As an example, the authors revisit a study which uses data on 114 countries over 1970-97 to look at the impact of regime type on FDI flows. The specification incorporates country and decade fixed effects, lagged FDI, and a set of control variables including lagged values of market size, development level, growth, trade, budget deficit, government consumption, and democracy. Once you take out this variation, the remaining unexplained variation in regime type is unequally distributed across countries - From the sample of 114 countries, twelve contribute over half (51%) of the weight used to construct the estimate of the effect of regime type on FDI, and 32 contribute 90% of the weight. This is seen in the Figure below, which contrasts the nominal sample (left) with the effective sample (right) – a global sample is really relying on just a few countries for identifying the effect of interest.

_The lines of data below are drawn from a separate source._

//! Engine configuration: cache sizing and statistics request parameters.
use std::time::Duration;

use serde::{Deserialize, Serialize};
use serde_with::serde_as;

use crate::{Error, Result};

/// Configuration for one [`TtlCache`](crate::cache::TtlCache).
// Not implementing `Copy` as we may add non-copyable fields in the future.
#[serde_as]
#[derive(Debug, Clone, PartialEq, Eq, Serialize, Deserialize)]
pub struct CacheConfig {
    /// How long an entry stays valid after insertion.
    #[serde_as(as = "serde_with::DurationSeconds<u64>")]
    #[serde(rename = "ttl_seconds")]
    pub ttl: Duration,
    /// Maximum number of entries. Once reached, the oldest-inserted entry is evicted.
    pub max_entries: usize,
}

impl CacheConfig {
    pub const fn new(ttl: Duration, max_entries: usize) -> CacheConfig {
        CacheConfig { ttl, max_entries }
    }

    /// Update time-to-live with `ttl`.
    pub fn with_ttl(mut self, ttl: Duration) -> CacheConfig {
        self.ttl = ttl;
        self
    }

    /// Update maximum number of entries with `max_entries`.
    pub fn with_max_entries(mut self, max_entries: usize) -> CacheConfig {
        self.max_entries = max_entries;
        self
    }
}

/// Configuration for [`Engine`](crate::Engine).
#[derive(Debug, Clone, PartialEq, Eq, Serialize, Deserialize)]
#[serde(default)]
pub struct EngineConfig {
    /// Experiment lookups (experiment with its variants).
    ///
    /// Defaults to [`EngineConfig::DEFAULT_EXPERIMENT_CACHE`].
    pub experiment_cache: CacheConfig,
    /// Segment lookups. Membership changes more often than experiments, so the TTL is shorter.
    ///
    /// Defaults to [`EngineConfig::DEFAULT_SEGMENT_CACHE`].
    pub segment_cache: CacheConfig,
    /// Variant assignments keyed by `(user, experiment)`.
    ///
    /// Defaults to [`EngineConfig::DEFAULT_ASSIGNMENT_CACHE`].
    pub assignment_cache: CacheConfig,
}

impl EngineConfig {
    /// Default value for [`EngineConfig::experiment_cache`]: 5 minutes, 1 000 entries.
    pub const DEFAULT_EXPERIMENT_CACHE: CacheConfig =
        CacheConfig::new(Duration::from_secs(5 * 60), 1_000);
    /// Default value for [`EngineConfig::segment_cache`]: 1 minute, 1 000 entries.
    pub const DEFAULT_SEGMENT_CACHE: CacheConfig = CacheConfig::new(Duration::from_secs(60), 1_000);
    /// Default value for [`EngineConfig::assignment_cache`]: 24 hours, 10 000 entries.
    pub const DEFAULT_ASSIGNMENT_CACHE: CacheConfig =
        CacheConfig::new(Duration::from_secs(24 * 60 * 60), 10_000);

    /// Create a new `EngineConfig` using default configuration.
    pub fn new() -> EngineConfig {
        EngineConfig::default()
    }

    pub fn with_experiment_cache(mut self, config: CacheConfig) -> EngineConfig {
        self.experiment_cache = config;
        self
    }

    pub fn with_segment_cache(mut self, config: CacheConfig) -> EngineConfig {
        self.segment_cache = config;
        self
    }

    pub fn with_assignment_cache(mut self, config: CacheConfig) -> EngineConfig {
        self.assignment_cache = config;
        self
    }
}

impl Default for EngineConfig {
    fn default() -> EngineConfig {
        EngineConfig {
            experiment_cache: EngineConfig::DEFAULT_EXPERIMENT_CACHE,
            segment_cache: EngineConfig::DEFAULT_SEGMENT_CACHE,
            assignment_cache: EngineConfig::DEFAULT_ASSIGNMENT_CACHE,
        }
    }
}

/// Parameters of a statistics request.
#[derive(Debug, Clone, PartialEq, Serialize, Deserialize)]
#[serde(default)]
pub struct StatisticsRequest {
    /// Event type counted as a conversion.
    pub conversion_event_type: String,
    /// Confidence level for intervals, within `[0, 1]`.
    pub confidence_level: f64,
    /// P-value threshold for significance, within `[0, 1]`.
    pub significance_threshold: f64,
}

impl StatisticsRequest {
    pub const DEFAULT_CONVERSION_EVENT_TYPE: &'static str = "conversion";
    pub const DEFAULT_CONFIDENCE_LEVEL: f64 = 0.95;
    pub const DEFAULT_SIGNIFICANCE_THRESHOLD: f64 = 0.05;

    pub fn new() -> StatisticsRequest {
        StatisticsRequest::default()
    }

    pub fn with_conversion_event_type(mut self, event_type: impl Into<String>) -> StatisticsRequest {
        self.conversion_event_type = event_type.into();
        self
    }

    pub fn with_confidence_level(mut self, confidence_level: f64) -> StatisticsRequest {
        self.confidence_level = confidence_level;
        self
    }

    pub fn with_significance_threshold(mut self, threshold: f64) -> StatisticsRequest {
        self.significance_threshold = threshold;
        self
    }

    /// Check that parameters are within their accepted ranges.
    pub fn validate(&self) -> Result<()> {
        if self.conversion_event_type.is_empty() {
            return Err(Error::InvalidInput(
                "conversion_event_type must not be empty".to_owned(),
            ));
        }
        if !(0.0..=1.0).contains(&self.confidence_level) {
            return Err(Error::InvalidInput(format!(
                "confidence_level must be within [0, 1], got {}",
                self.confidence_level
            )));
        }
        if !(0.0..=1.0).contains(&self.significance_threshold) {
            return Err(Error::InvalidInput(format!(
                "significance_threshold must be within [0, 1], got {}",
                self.significance_threshold
            )));
        }
        Ok(())
    }
}

impl Default for StatisticsRequest {
    fn default() -> StatisticsRequest {
        StatisticsRequest {
            conversion_event_type: StatisticsRequest::DEFAULT_CONVERSION_EVENT_TYPE.to_owned(),
            confidence_level: StatisticsRequest::DEFAULT_CONFIDENCE_LEVEL,
            significance_threshold: StatisticsRequest::DEFAULT_SIGNIFICANCE_THRESHOLD,
        }
    }
}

The authors also look at a second example from political science in which the effective sample looks much more like the nominal sample – basically because the control variables (X) in this case don’t have much predictive power for the treatment effect of interest.
There is an important irony here – typically in an OLS regression, the X variables are included to deal with internal validity concerns – the hope is that by adding more and more controls, we soak up a lot of the variation that is correlated with both treatment and the outcome of interest. But the more we do this, the more likely it is that the remaining variation left to identify the treatment effect differs substantially across units, leaving an estimate that is not representative of the population of interest. But if we don’t control for many variables, internal validity fears are greater.
This doesn’t happen when controlling for variables when treatment has been randomized – since the X’s don’t help predict treatment, then T is independent of X, and hence of the weights w, and the OLS estimate on experimental data converges to a simple average of the individual treatment effects.
Note in correspondence about this point, Cyrus correctly notes that this does not mean that there is an "internal vs external" validity tradeoff when it comes to deciding what should be "controlled for." If a covariate is not related to the treatment, its inclusion will make no difference to the weights. If a covariate is related to the treatment, it needs to be included in the conditioning set (or else there's bias). If conditional independence does not hold, then the entire proof falls apart -- there is no "reweighting" of causal effects because there is no well-defined causal quantity being estimated at all.
What can you do in practice?
Aronow and Samii outline several reweighting methods that can be used to reweight OLS estimates to give average causal effects for populations. However, they do essentially require that treatment status not be deterministic for particular Xs – if it is, the best you can do is get representative causal effects for a subpopulation – akin to estimates in the common support with propensity-score matching.
A second point is that you can use the methods and/or mapping approaches in their paper to help better characterize where your identification is coming from. Providing standard summary statistics for your sample will not typically tell us in regression studies what the effective sample being used to identify your effect is.
Finally, you should be careful arguing as Pranab did that just because a study is done on a large regional sample it will necessarily be any more generalizable.